I went over the drawings with everyone, so we were on the same page as far as the master plan goes, which included the drawings above. nothing special nothing exact just a basic, simple, hand drawn plan. Yeah, this will be easy I thought... *disclaimer, none of us had ever bent any tubes before.
To add to my own delusions that this would be easy I started writing down measurements to use in some calculations. Measuring is good, and measuring two or three times is even better that much I know. The bends we were about to try were nothing but simple bends, 90's on the rear hoop, with 46 in spread between the vertical legs.

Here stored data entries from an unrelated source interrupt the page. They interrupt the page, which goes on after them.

//! Error handling for the Retail Inventory Management System
//!
//! Provides consistent JSON error responses with stable error codes

use axum::{
    http::StatusCode,
    response::{IntoResponse, Response},
    Json,
};
use serde::Serialize;
use thiserror::Error;

/// Application error types
#[derive(Error, Debug)]
pub enum AppError {
    // Validation errors
    #[error("Validation error: {message}")]
    Validation { field: String, message: String },

    #[error("Duplicate entry: {0}")]
    DuplicateEntry(String),

    #[error("Resource not found: {0}")]
    NotFound(String),

    // Business logic errors
    #[error("Invalid state transition: {0}")]
    InvalidStateTransition(String),

    #[error("Insufficient stock for '{product}': requested {requested}, available {available}")]
    InsufficientStock {
        product: String,
        requested: i64,
        available: i64,
    },

    #[error("Configuration error: {0}")]
    Configuration(String),

    // Database errors
    #[error("Database error: {0}")]
    DatabaseError(#[from] sqlx::Error),

    // Internal errors
    #[error("Internal server error: {0}")]
    Internal(String),

    #[error("Internal server error")]
    InternalError(#[from] anyhow::Error),
}

/// Error response structure
#[derive(Serialize)]
pub struct ErrorResponse {
    pub error: ErrorDetail,
}

#[derive(Serialize)]
pub struct ErrorDetail {
    pub code: String,
    pub message: String,
    #[serde(skip_serializing_if = "Option::is_none")]
    pub field: Option<String>,
}

impl IntoResponse for AppError {
    fn into_response(self) -> Response {
        let (status, error_detail) = match &self {
            AppError::Validation { field, message } => (
                StatusCode::BAD_REQUEST,
                ErrorDetail {
                    code: "VALIDATION_ERROR".to_string(),
                    message: message.clone(),
                    field: Some(field.clone()),
                },
            ),
            AppError::DuplicateEntry(identifier) => (
                StatusCode::CONFLICT,
                ErrorDetail {
                    code: "DUPLICATE_ENTRY".to_string(),
                    message: format!("A record with {} already exists", identifier),
                    field: None,
                },
            ),
            AppError::NotFound(resource) => (
                StatusCode::NOT_FOUND,
                ErrorDetail {
                    code: "NOT_FOUND".to_string(),
                    message: format!("{} not found", resource),
                    field: None,
                },
            ),
            AppError::InvalidStateTransition(msg) => (
                StatusCode::UNPROCESSABLE_ENTITY,
                ErrorDetail {
                    code: "INVALID_STATE_TRANSITION".to_string(),
                    message: msg.clone(),
                    field: None,
                },
            ),
            AppError::InsufficientStock {
                product,
                requested,
                available,
            } => (
                StatusCode::UNPROCESSABLE_ENTITY,
                ErrorDetail {
                    code: "INSUFFICIENT_STOCK".to_string(),
                    message: format!(
                        "Insufficient stock for '{}': requested {}, available {}",
                        product, requested, available
                    ),
                    field: None,
                },
            ),
            AppError::Configuration(msg) => (
                StatusCode::INTERNAL_SERVER_ERROR,
                ErrorDetail {
                    code: "CONFIGURATION_ERROR".to_string(),
                    message: format!("Configuration error: {}", msg),
                    field: None,
                },
            ),
            AppError::DatabaseError(_) => (
                StatusCode::INTERNAL_SERVER_ERROR,
                ErrorDetail {
                    code: "DATABASE_ERROR".to_string(),
                    message: "A database error occurred".to_string(),
                    field: None,
                },
            ),
            AppError::Internal(msg) => (
                StatusCode::INTERNAL_SERVER_ERROR,
                ErrorDetail {
                    code: "INTERNAL_ERROR".to_string(),
                    message: msg.clone(),
                    field: None,
                },
            ),
            AppError::InternalError(_) => (
                StatusCode::INTERNAL_SERVER_ERROR,
                ErrorDetail {
                    code: "INTERNAL_ERROR".to_string(),
                    message: "An internal server error occurred".to_string(),
                    field: None,
                },
            ),
        };

        // Log the error for debugging
        tracing::error!("Error: {:?}", self);

        (status, Json(ErrorResponse { error: error_detail })).into_response()
    }
}

/// Result type alias for handlers
pub type AppResult<T> = Result<T, AppError>;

The front, just slightly less simple. two 90's, then two 38 degree bends to match the windshield line of the cab, 43 inch spread on the legs there.
Chase was the first to arrive and we got right to work doing a test bend to see how much the tubing changes in length throughout a bend. After the test bend we found that we lose about 3 inches of width on the horizontal tube, and add about 4 inches to the vertical tube. This is very important when trying to get the width of the hoop correct. First two bends done and looking good. Our confidence levels rose to dangerous heights now. Chase is above hooking up a clamp and angle guage so we could do the next two bends on the front hoop at an exact 90 to the first to bends.
I was able to get out and work on the truck quite a bit today, but not before I had the chance to visit my friend Nics shop in Woods Cross UT, to inspire me for the days work. He is an amazing fabricator, and usually spends his time making rock crawling buggies. It just so happens that he had one at his shop that morning and I crawled around it for a half hour looking at all the different tubing bends and ways that they had made things. Even though it was built for a completely different purpose compared to what I have planned, it still was inspiring.
Javelin man Josh Scholz came out to help with the days activities, and he was a big asset, helping me muscle the bed off and getting down and dirty with the days work. Its always more fun to work with a buddy.
Here is how it looked once we got the bed off the frame. Aside from some coil over shocks, lack of air suspension parts, and some tubing for the chassis, this will remain unchanged.
Engine hoists come in handy when it comes to lifting heavy objects, even truck beds.